Sickle Cell Anemia Disease

Created By: Katie Kline

What is it?

Sickle Cell Disease occurs when your blood cells aren't round. They have a crescent shape to them. The job of a red blood cell is to carry oxygen. The cells are smooth and small and can fit through the tiny capillaries. When you have sickle cell disease, the cells get caught and reduce blood flow leaving organs and cells without oxygen. This fatal disease can lead to many things.


There are many symptoms of sickle cell disease. One symptom is Anemia which causes fatigue due to lack of red blood cells. Other symptoms are pain that you get when blood vessels are blocked and swelling of the hands due to not enough blood flow. If your cells don’t get enough oxygen, they cannot grow. If your cells cannot grow, then you cannot grow and you may have a delayed birth. In some cases, you may have blurriness to the eyes if they do not get the oxygen they need. This may result in blindness after a while.


Sickle cell disease can lead to many complications. Some of these are stroke and acute chest syndrome. These occur when blood is blocked off from the brain or the lungs. When there is high blood pressure in the lungs it is called pulmonary hypertension which leads to difficulty in breathing. Any of your organs can be affected by this if they do not receive the oxygen they need. When red blood cells are broken down, bilirubin is produced. Increased level of bilirubin causes gallstones. Many complications can occur with sickle cell disease, but it is getting to be less of a problem.


If you have sickle cell disease, there is a cure. It is a bone marrow transplant, but it is hard to find a donor due to the risk involved in this procedure. To treat this, many doctors will just try and relieve symptoms and do their best to prevent complications. Some of these treatments include medications or antibiotics, blood transfusions, and supplemental oxygen. None of these will totally cure it but they will all help out in making your life as normal as it can be.

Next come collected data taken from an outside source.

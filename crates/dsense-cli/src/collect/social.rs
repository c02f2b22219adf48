//! Shared driver for the social hashtag sources.
//!
//! TikTok and Instagram differ only in URL shape, extractor, and how
//! cautious the inter-request delay needs to be; everything else — the
//! fetch/extract/upsert loop with per-tag failure isolation — is
//! identical and lives here.

use std::time::Duration;

use chrono::NaiveDate;
use sqlx::SqlitePool;
use tracing::{info, warn};

use dsense_core::watchlist::Platform;
use dsense_core::{AppConfig, HashtagMeasurement, WatchlistFile};
use dsense_scraper::PageClient;

use super::SourceSummary;

/// A social source's collection profile.
pub(crate) struct SocialSource {
    pub platform: Platform,
    pub accept_language: &'static str,
    /// Multiplier on the configured inter-request delay. Sources with
    /// aggressive rate limiting get a larger one.
    pub delay_multiplier: u64,
    pub page_url: fn(&str) -> String,
    pub extract: fn(&str) -> Option<HashtagMeasurement>,
}

/// Collects every watchlist tag for one social source.
///
/// Per-tag fetch and extraction failures are logged and skipped;
/// unknown-dimension rejections likewise. Only a storage fault aborts
/// the source.
pub(crate) async fn collect_social(
    pool: &SqlitePool,
    client: &PageClient,
    config: &AppConfig,
    watchlist: &WatchlistFile,
    source: &SocialSource,
    today: NaiveDate,
    dry_run: bool,
) -> anyhow::Result<SourceSummary> {
    let tags = watchlist.tags_for(source.platform);
    let mut summary = SourceSummary {
        attempted: tags.len(),
        succeeded: 0,
    };
    let delay =
        Duration::from_millis(config.scraper_rate_limit_delay_ms * source.delay_multiplier);

    for (i, tag) in tags.iter().enumerate() {
        if i > 0 {
            tokio::time::sleep(delay).await;
        }

        let url = (source.page_url)(tag);
        let html = match client.fetch_page(&url, source.accept_language).await {
            Ok(html) => html,
            Err(err) => {
                warn!(platform = %source.platform, tag, error = %err, "fetch failed");
                continue;
            }
        };

        let Some(measurement) = (source.extract)(&html) else {
            warn!(platform = %source.platform, tag, "could not extract hashtag data");
            continue;
        };

        info!(
            platform = %source.platform,
            tag,
            views = ?measurement.views,
            videos = ?measurement.videos,
            "hashtag measured"
        );

        if !dry_run {
            let result = dsense_db::upsert_social_metric(
                pool,
                today,
                source.platform.as_str(),
                tag,
                measurement.views,
                measurement.videos,
                measurement.likes,
            )
            .await;

            match result {
                Ok(()) => {}
                Err(err) if err.is_unresolved_dimension() => {
                    warn!(platform = %source.platform, tag, error = %err, "write rejected");
                    continue;
                }
                Err(err) => return Err(err.into()),
            }
        }

        summary.succeeded += 1;
    }

    Ok(summary)
}
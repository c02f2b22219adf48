//! Hashtag post-count extraction from Instagram tag pages.
//!
//! Three shapes, tried in order: the `window._sharedData` JSON blob,
//! the `og:description` meta tag, and a post-count phrase anywhere in
//! the page text. Instagram reports a total post count only; it maps to
//! the `videos` field of the measurement, with views and likes left
//! unset.

use regex::Regex;
use serde_json::Value;

use dsense_core::HashtagMeasurement;

use super::first_success;

/// Extracts hashtag metrics from an Instagram tag page, or `None` when
/// no strategy matches.
#[must_use]
pub fn extract_hashtag_stats(html: &str) -> Option<HashtagMeasurement> {
    first_success(html, &[from_shared_data, from_meta_description, from_page_text])
}

fn post_count_measurement(count: i64) -> HashtagMeasurement {
    HashtagMeasurement {
        views: None,
        videos: Some(count),
        likes: None,
    }
}

/// Strategy 1: parse the `window._sharedData` blob and walk
/// `entry_data → TagPage[0] → graphql → hashtag → edge_hashtag_to_media → count`.
fn from_shared_data(html: &str) -> Option<HashtagMeasurement> {
    let script_re = Regex::new(r"(?s)window\._sharedData\s*=\s*(\{.+?\});</script>")
        .expect("valid sharedData regex");

    let raw = script_re.captures(html)?.get(1)?.as_str();
    let data: Value = serde_json::from_str(raw).ok()?;

    let count = data
        .pointer("/entry_data/TagPage/0/graphql/hashtag/edge_hashtag_to_media/count")?
        .as_i64()?;

    Some(post_count_measurement(count))
}

/// Strategy 2: post count from the `og:description` meta tag content.
fn from_meta_description(html: &str) -> Option<HashtagMeasurement> {
    let meta_re = Regex::new(
        r#"(?is)<meta[^>]*property\s*=\s*["']og:description["'][^>]*content\s*=\s*["']([^"']*)["']"#,
    )
    .expect("valid og:description regex");

    let content = meta_re.captures(html)?.get(1)?.as_str();
    let count = find_post_count(content)?;
    Some(post_count_measurement(count))
}

/// Strategy 3: post-count phrase anywhere in the raw page content.
fn from_page_text(html: &str) -> Option<HashtagMeasurement> {
    let count = find_post_count(html)?;
    Some(post_count_measurement(count))
}

/// Matches `"1,234,567 posts"` and parses the digit-grouped count.
///
/// Instagram groups digits with commas rather than using magnitude
/// suffixes, so this stays local instead of going through
/// [`crate::numeric::parse_count`].
fn find_post_count(text: &str) -> Option<i64> {
    let posts_re = Regex::new(r"(?i)([\d,]+)\s+posts?").expect("valid posts regex");
    let raw = posts_re.captures(text)?.get(1)?.as_str();
    raw.replace(',', "").parse::<i64>().ok()
}
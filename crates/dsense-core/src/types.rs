//! Measurement records produced by the extractors and written by the store.

use serde::{Deserialize, Serialize};

/// One day's engagement reading for a hashtag on a social platform.
///
/// All fields are optional: a page variant may expose views without
/// likes, or only a post count. An extractor that finds nothing at all
/// returns no measurement rather than an all-`None` record.
#[derive(Debug, Clone, Copy, Default, PartialEq, Eq, Serialize, Deserialize)]
pub struct HashtagMeasurement {
    pub views: Option<i64>,
    /// Video/post count. Instagram's post count maps here.
    pub videos: Option<i64>,
    pub likes: Option<i64>,
}

impl HashtagMeasurement {
    /// True when no field carries a value.
    #[must_use]
    pub fn is_empty(&self) -> bool {
        self.views.is_none() && self.videos.is_none() && self.likes.is_none()
    }
}

/// One day's marketplace reading for a product keyword, aggregated over
/// a bounded sample of search-result listings.
#[derive(Debug, Clone, Copy, PartialEq, Serialize, Deserialize)]
pub struct MarketplaceMeasurement {
    /// Arithmetic mean of the prices that parsed; `None` when no sampled
    /// listing yielded a price. Unrounded; callers round on persistence.
    pub avg_price: Option<f64>,
    /// Number of listing fragments sampled. Reflects sample size, not
    /// extraction success: a fragment with no parseable price still counts.
    pub offer_count: i64,
    /// Sum of "bought by N people" disclosures across the sample; `None`
    /// when no listing carried one.
    pub sales_proxy: Option<i64>,
}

Prognosis for this disease is looking better and better as time goes on. The treatments are getting more advanced and more aggressive, therefore they are producing better results. In 1973, the average life span for someone with this disease was fourteen years old. Now it can be up to fifty years and in some cases a little higher than that.

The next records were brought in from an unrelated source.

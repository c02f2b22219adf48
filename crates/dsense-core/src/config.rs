use crate::app_config::{AppConfig, Environment};
use crate::ConfigError;

/// Load application configuration from environment variables.
///
/// Calls `dotenvy::dotenv().ok()` to load `.env` files before reading env vars.
///
/// # Errors
///
/// Returns `ConfigError` if values are invalid.
pub fn load_app_config() -> Result<AppConfig, ConfigError> {
    dotenvy::dotenv().ok();
    load_app_config_from_env()
}

/// Load application configuration from environment variables already in the process.
///
/// Unlike [`load_app_config`], this does NOT load `.env` files — useful for testing
/// or when the caller manages env setup.
///
/// # Errors
///
/// Returns `ConfigError` if values are invalid.
pub fn load_app_config_from_env() -> Result<AppConfig, ConfigError> {
    build_app_config(|key| std::env::var(key))
}

/// Build application configuration using the provided env-var lookup function.
///
/// This is the core parsing/validation logic, decoupled from the actual environment
/// so it can be tested with a pure `HashMap` lookup — no `set_var`/`remove_var` needed.
fn build_app_config<F>(lookup: F) -> Result<AppConfig, ConfigError>
where
    F: Fn(&str) -> Result<String, std::env::VarError>,
{
    use std::path::PathBuf;

    let or_default = |var: &str, default: &str| -> String {
        lookup(var).unwrap_or_else(|_| default.to_string())
    };

    let parse_u32 = |var: &str, default: &str| -> Result<u32, ConfigError> {
        let raw = or_default(var, default);
        raw.parse::<u32>().map_err(|e| ConfigError::InvalidEnvVar {
            var: var.to_string(),
            reason: e.to_string(),
        })
    };

    let parse_u64 = |var: &str, default: &str| -> Result<u64, ConfigError> {
        let raw = or_default(var, default);
        raw.parse::<u64>().map_err(|e| ConfigError::InvalidEnvVar {
            var: var.to_string(),
            reason: e.to_string(),
        })
    };

    let parse_usize = |var: &str, default: &str| -> Result<usize, ConfigError> {
        let raw = or_default(var, default);
        raw.parse::<usize>()
            .map_err(|e| ConfigError::InvalidEnvVar {
                var: var.to_string(),
                reason: e.to_string(),
            })
    };

    let database_url = or_default("DATABASE_URL", "sqlite://data/dsense.db?mode=rwc");
    let env = parse_environment(&or_default("DSENSE_ENV", "development"));
    let log_level = or_default("DSENSE_LOG_LEVEL", "info");
    let watchlist_path = PathBuf::from(or_default(
        "DSENSE_WATCHLIST_PATH",
        "./config/watchlist.yaml",
    ));

    let db_max_connections = parse_u32("DSENSE_DB_MAX_CONNECTIONS", "5")?;
    let db_min_connections = parse_u32("DSENSE_DB_MIN_CONNECTIONS", "1")?;
    let db_acquire_timeout_secs = parse_u64("DSENSE_DB_ACQUIRE_TIMEOUT_SECS", "10")?;

    let scraper_request_timeout_secs = parse_u64("DSENSE_SCRAPER_REQUEST_TIMEOUT_SECS", "30")?;
    let scraper_user_agent = or_default(
        "DSENSE_SCRAPER_USER_AGENT",
        "Mozilla/5.0 (Windows NT 10.0; Win64; x64) AppleWebKit/537.36",
    );
    let scraper_rate_limit_delay_ms = parse_u64("DSENSE_SCRAPER_RATE_LIMIT_DELAY_MS", "2000")?;
    let scraper_max_retries = parse_u32("DSENSE_SCRAPER_MAX_RETRIES", "3")?;
    let scraper_retry_backoff_base_secs =
        parse_u64("DSENSE_SCRAPER_RETRY_BACKOFF_BASE_SECS", "5")?;

    let marketplace_sample_size = parse_usize("DSENSE_MARKETPLACE_SAMPLE_SIZE", "20")?;
    if marketplace_sample_size == 0 {
        return Err(ConfigError::InvalidEnvVar {
            var: "DSENSE_MARKETPLACE_SAMPLE_SIZE".to_string(),
            reason: "sample size must be at least 1".to_string(),
        });
    }

    Ok(AppConfig {
        database_url,
        env,
        log_level,
        watchlist_path,
        db_max_connections,
        db_min_connections,
        db_acquire_timeout_secs,
        scraper_request_timeout_secs,
        scraper_user_agent,
        scraper_rate_limit_delay_ms,
        scraper_max_retries,
        scraper_retry_backoff_base_secs,
        marketplace_sample_size,
    })
}

/// Parse a string into an `Environment` variant.
///
/// Unrecognized values default to `Environment::Development`.
fn parse_environment(s: &str) -> Environment {
    match s {
        "production" => Environment::Production,
        "test" => Environment::Test,
        _ => Environment::Development,
    }
}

Sickle cell disease is something that I hope no one ever has to live with, but I would rather have them live with it now than thirty years ago. Things are improving and so are lives. Your blood cells may not get all of the oxygen they require but there are ways for them to get adequate supply. If you do have to live with this disease, one would require regular check-ups with the doctor. They will do the best that they can.